━━ Data extract
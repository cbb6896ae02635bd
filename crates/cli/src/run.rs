// SPDX-License-Identifier: BUSL-1.1
// Copyright (c) 2026 Alfred Jean LLC

//! Top-level supervisor: config, single-instance lock, store, and one
//! adapter per configured bot on its own scheduling context.

use std::path::Path;
use std::sync::Arc;

use anyhow::Context;
use tracing_subscriber::EnvFilter;

use crate::config::{self, build_runtime_config};
use crate::driver::{CodexDriver, Runner};
use crate::lock::ProcessLock;
use crate::orchestrator::Orchestrator;
use crate::session::SessionManager;
use crate::store::Store;
use crate::telegram::TelegramAdapter;

pub fn init_tracing() {
    let filter = EnvFilter::try_from_default_env().unwrap_or_else(|_| EnvFilter::new("info"));
    let _ = tracing_subscriber::fmt().with_env_filter(filter).try_init();
}

/// Load config, acquire the instance lock, open the store, then run
/// every bot until all of them exit.
pub fn run(config_path: &Path) -> anyhow::Result<()> {
    let app_config = config::load_app_config(config_path)?;

    if let Some(parent) = app_config.base.db_path.parent() {
        if !parent.as_os_str().is_empty() {
            std::fs::create_dir_all(parent)
                .with_context(|| format!("create store dir {}", parent.display()))?;
        }
    }
    // Held for the whole process lifetime; released on drop.
    let _process_lock = ProcessLock::acquire(&app_config.base.lock_path)?;

    let store = Arc::new(Store::open(&app_config.base.db_path)?);
    store.init()?;

    let mut handles = Vec::new();
    for bot in &app_config.bots {
        let runtime = Arc::new(build_runtime_config(&app_config.base, bot));
        let store = store.clone();
        let bot_name = bot.name.clone();
        // One single-threaded scheduler per bot; they share only the
        // store.
        let handle = std::thread::Builder::new()
            .name(format!("bot-{bot_name}"))
            .spawn(move || -> anyhow::Result<()> {
                let scheduler = tokio::runtime::Builder::new_current_thread()
                    .enable_all()
                    .build()
                    .context("build bot runtime")?;
                scheduler.block_on(async move {
                    let sessions = Arc::new(SessionManager::new(store.clone(), bot_name.clone()));
                    let runner: Arc<dyn Runner> = Arc::new(CodexDriver::new(runtime.clone()));
                    let orchestrator = Arc::new(Orchestrator::new(
                        runtime.clone(),
                        sessions,
                        store,
                        runner,
                        bot_name,
                    ));
                    let adapter = Arc::new(TelegramAdapter::new(runtime, orchestrator));
                    adapter.run().await
                })
            })
            .context("spawn bot thread")?;
        handles.push(handle);
    }

    for handle in handles {
        match handle.join() {
            Ok(result) => result?,
            Err(_) => anyhow::bail!("bot 线程异常退出"),
        }
    }
    Ok(())
}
━━━━
Each line from the one with "handles.push(handle);" through the end of the entries above must be set down exactly, both end lines included, and no other line may appear.

Your response
        handles.push(handle);
    }

    for handle in handles {
        match handle.join() {
            Ok(result) => result?,
            Err(_) => anyhow::bail!("bot 线程异常退出"),
        }
    }
    Ok(())
}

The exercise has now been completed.